Dallas Housing Costs
Rental and housing prices are on an upward trend in Dallas and not many changes are to be anticipated in the near future. Job growth and a stable stream of new residents are keeping housing prices on the rise. For the Dallas-Plano-Irving area, the median home price as of August 2017 is approximately $240,600. For rental, the average monthly amount is $1,267 as of July 2017 for a one-bedroom apartment within the Dallas area. Even so, the high housing costs can be partially offset through lower electricity costs with some plans even offering free power on weekends.
Dallas Food Costs
Food costs in Dallas are in line with the national average. It is found that residents spend more dining out as compared to groceries than the average American. For residents who do go grocery shopping within the Dallas area, a dozen eggs can average at $1.89, a gallon of milk can average at $2.53, and a pound of chicken breasts can average at $2.86.
Dallas Transportation Costs
The prices are slightly higher for overall transportation in Dallas as compared to the national average.
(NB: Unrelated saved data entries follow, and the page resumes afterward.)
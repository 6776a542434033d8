//! Upstream line sources.
//!
//! The serial device is read on a dedicated OS thread with a short read
//! timeout; complete lines are handed to the async side through a bounded
//! channel. When the channel is full the reader blocks instead of dropping
//! lines, so nothing read before the visualizer connects is lost.

use std::io::{BufRead, BufReader, ErrorKind, Read};
use std::sync::atomic::{AtomicBool, Ordering};
use std::sync::Arc;
use std::thread::{self, JoinHandle};
use std::time::Duration;

use async_trait::async_trait;
use serialport::{DataBits, FlowControl, Parity, StopBits};
use tokio::sync::mpsc;
use tracing::{debug, info, warn};

use crate::config::SerialConfig;

/// Lines buffered between the reader thread and the ingest loop.
pub const LINE_CHANNEL_CAPACITY: usize = 256;

/// Errors from opening or releasing an upstream source.
#[derive(Debug, thiserror::Error)]
pub enum SourceError {
    /// The serial device could not be opened.
    #[error("failed to open serial port {port}: {source}")]
    Open {
        /// Device path.
        port: String,
        /// Driver error.
        source: serialport::Error,
    },

    /// The reader thread could not be started.
    #[error("failed to spawn serial reader: {0}")]
    Spawn(std::io::Error),

    /// The reader thread panicked.
    #[error("serial reader thread panicked")]
    ReaderPanicked,
}

/// Async supplier of raw text lines.
#[async_trait]
pub trait LineSource: Send {
    /// Next raw line as read, possibly still carrying its line terminator.
    ///
    /// `None` means the source has ended and will produce nothing further.
    async fn next_line(&mut self) -> Option<String>;

    /// Stop reading and free the underlying device.
    ///
    /// # Errors
    ///
    /// Returns [`SourceError`] if teardown did not complete cleanly.
    async fn release(&mut self) -> Result<(), SourceError>;
}

/// A plain channel is a source; handy for replaying captured sweeps.
#[async_trait]
impl LineSource for mpsc::Receiver<String> {
    async fn next_line(&mut self) -> Option<String> {
        self.recv().await
    }

    async fn release(&mut self) -> Result<(), SourceError> {
        self.close();
        Ok(())
    }
}

/// Serial-port backed [`LineSource`].
pub struct SerialSource {
    lines: mpsc::Receiver<String>,
    shutdown: Arc<AtomicBool>,
    reader: Option<JoinHandle<()>>,
}

impl SerialSource {
    /// Open the device and start the reader thread.
    ///
    /// The thread waits `settle_ms` before the first read: boards like the
    /// Arduino Uno reset when the port opens and print garbage meanwhile.
    ///
    /// # Errors
    ///
    /// Returns [`SourceError::Open`] if the device cannot be opened, or
    /// [`SourceError::Spawn`] if the thread cannot be started.
    pub fn open(config: &SerialConfig) -> Result<Self, SourceError> {
        let port = serialport::new(&config.port, config.baud_rate)
            .data_bits(DataBits::Eight)
            .parity(Parity::None)
            .stop_bits(StopBits::One)
            .flow_control(FlowControl::None)
            .timeout(Duration::from_millis(config.read_timeout_ms))
            .open()
            .map_err(|source| SourceError::Open {
                port: config.port.clone(),
                source,
            })?;

        info!(port = %config.port, baud_rate = config.baud_rate, "serial port opened");

        let settle = Duration::from_millis(config.settle_ms);
        let backoff = Duration::from_millis(config.read_timeout_ms);
        Self::spawn(port, settle, backoff)
    }

    /// Start a reader thread over any blocking byte stream.
    ///
    /// After a failed read the thread sleeps `error_backoff` and reads again.
    ///
    /// # Errors
    ///
    /// Returns [`SourceError::Spawn`] if the thread cannot be started.
    pub fn spawn<R>(
        reader: R,
        settle: Duration,
        error_backoff: Duration,
    ) -> Result<Self, SourceError>
    where
        R: Read + Send + 'static,
    {
        let (tx, rx) = mpsc::channel(LINE_CHANNEL_CAPACITY);
        let shutdown = Arc::new(AtomicBool::new(false));
        let flag = Arc::clone(&shutdown);

        let handle = thread::Builder::new()
            .name("serial-reader".to_owned())
            .spawn(move || {
                if !settle.is_zero() {
                    thread::sleep(settle);
                }
                read_lines(reader, &tx, &flag, error_backoff);
            })
            .map_err(SourceError::Spawn)?;

        Ok(Self {
            lines: rx,
            shutdown,
            reader: Some(handle),
        })
    }
}

#[async_trait]
impl LineSource for SerialSource {
    async fn next_line(&mut self) -> Option<String> {
        self.lines.recv().await
    }

    /// Joins the reader thread off the async workers. The wait is bounded
    /// by the settle delay or one read timeout.
    async fn release(&mut self) -> Result<(), SourceError> {
        self.shutdown.store(true, Ordering::Relaxed);
        self.lines.close();
        let Some(handle) = self.reader.take() else {
            return Ok(());
        };
        match tokio::task::spawn_blocking(move || handle.join()).await {
            Ok(Ok(())) => Ok(()),
            Ok(Err(_)) | Err(_) => Err(SourceError::ReaderPanicked),
        }
    }
}

impl Drop for SerialSource {
    fn drop(&mut self) {
        self.shutdown.store(true, Ordering::Relaxed);
    }
}

/// Reader thread body: split the byte stream on `\n` and forward each line.
///
/// Read timeouts are the normal idle case and just re-check the shutdown
/// flag; a partial line survives a timeout because `read_until` keeps what
/// it already consumed. Other read errors are logged and retried after
/// `error_backoff`. Returns on EOF, shutdown, or when the receiving side is
/// gone.
fn read_lines<R: Read>(
    reader: R,
    tx: &mpsc::Sender<String>,
    shutdown: &AtomicBool,
    error_backoff: Duration,
) {
    let mut reader = BufReader::new(reader);
    let mut buf = Vec::new();
    let mut read_errors: u64 = 0;

    while !shutdown.load(Ordering::Relaxed) {
        match reader.read_until(b'\n', &mut buf) {
            Ok(0) => {
                if !buf.is_empty() {
                    send_line(tx, &mut buf);
                }
                info!("serial stream ended");
                return;
            }
            Ok(_) => {
                if read_errors > 0 {
                    info!(failed_reads = read_errors, "serial reads recovered");
                    read_errors = 0;
                }
                if buf.last() != Some(&b'\n') {
                    // EOF mid-line; flush what we have and let the next read report EOF.
                    debug!("partial line at end of stream");
                }
                if !send_line(tx, &mut buf) {
                    debug!("line receiver dropped, stopping serial reader");
                    return;
                }
            }
            Err(e) if matches!(e.kind(), ErrorKind::TimedOut | ErrorKind::WouldBlock) => {}
            Err(e) if e.kind() == ErrorKind::Interrupted => {}
            Err(e) => {
                if read_errors == 0 {
                    warn!(error = %e, "serial read failed, retrying");
                } else {
                    debug!(error = %e, failed_reads = read_errors, "serial read still failing");
                }
                read_errors = read_errors.saturating_add(1);
                thread::sleep(error_backoff);
            }
        }
    }
    debug!("serial reader shut down");
}

/// Hand the buffered bytes over as one line. `false` once the receiver is gone.
fn send_line(tx: &mpsc::Sender<String>, buf: &mut Vec<u8>) -> bool {
    let line = String::from_utf8_lossy(buf).into_owned();
    buf.clear();
    tx.blocking_send(line).is_ok()
}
However, retirees may not even factor in transportation costs as part of their monthly expenditure as they do not have a workday commute. Gas prices in Dallas range from $1.99 to $2.29 per gallon as of August 2017 whereas car owners can expect to pay for auto insurance around $1,395 to $1,806. There are plenty of insurance options that offer extensive coverage while still being relatively affordable. You should always scout for the most ideal plan that suits your unique needs including your budget.
Dallas Senior Care Costs
For the year 2016, the average cost of senior living in Dallas was higher than the national median but nursing home costs are significantly lower than the average. Adult daycare costs in Dallas are also slightly lower than the national median, whereas home health care services are on par. For residents of a retirement community, they may be eligible for a variety of financial assistance programs. The programs include Medicaid, the STAR+PLUS Home, and Community Based Services Waiver, the Community First Choice program, the Community Care for Aged and Disabled Program, and the Supplemental Security Income program. Depending on the level of care you need as a retiree, you can inquire with your local agency to process the necessary applications.